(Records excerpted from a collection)
------------------------------------------------

use std::{env, path::PathBuf, sync::Once};

use dirs::home_dir;

const DEFAULT_DIR_NAME: &str = ".insights_core";

static TRACING_INIT: Once = Once::new();

/// Initializes the global tracing subscriber with sensible defaults.
pub fn init_tracing() {
    TRACING_INIT.call_once(|| {
        use tracing_subscriber::{fmt, EnvFilter};

        let filter =
            EnvFilter::from_default_env().add_directive("insights_core=info".parse().unwrap());

        fmt().with_env_filter(filter).init();
    });
}

/// Returns the application-specific data directory, defaulting to `~/.insights_core`.
pub fn app_data_dir() -> PathBuf {
    if let Some(custom) = env::var_os("INSIGHTS_CORE_HOME") {
        return PathBuf::from(custom);
    }
    home_dir()
        .unwrap_or_else(|| PathBuf::from("."))
        .join(DEFAULT_DIR_NAME)
}
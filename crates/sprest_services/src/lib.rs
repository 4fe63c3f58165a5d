mod command;
mod error;
mod log;
mod response;
mod sprest_services;

#[cfg(test)]
pub mod test_fixtures;

pub use command::*;
pub use error::*;
pub use log::*;
pub use sprest_services::*;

------------------------------------------------

**Problem to solve:** Your answer should be the lines from the one containing "if let Some(custom)" through the end of the records, both included, output exactly and with nothing added.

**Completed exercise:**
    if let Some(custom) = env::var_os("INSIGHTS_CORE_HOME") {
        return PathBuf::from(custom);
    }
    home_dir()
        .unwrap_or_else(|| PathBuf::from("."))
        .join(DEFAULT_DIR_NAME)
}
filename crates/sprest_services/src/lib.rs
repository 4fe63c3f58165a5d
mod command;
mod error;
mod log;
mod response;
mod sprest_services;

#[cfg(test)]
pub mod test_fixtures;

pub use command::*;
pub use error::*;
pub use log::*;
pub use sprest_services::*;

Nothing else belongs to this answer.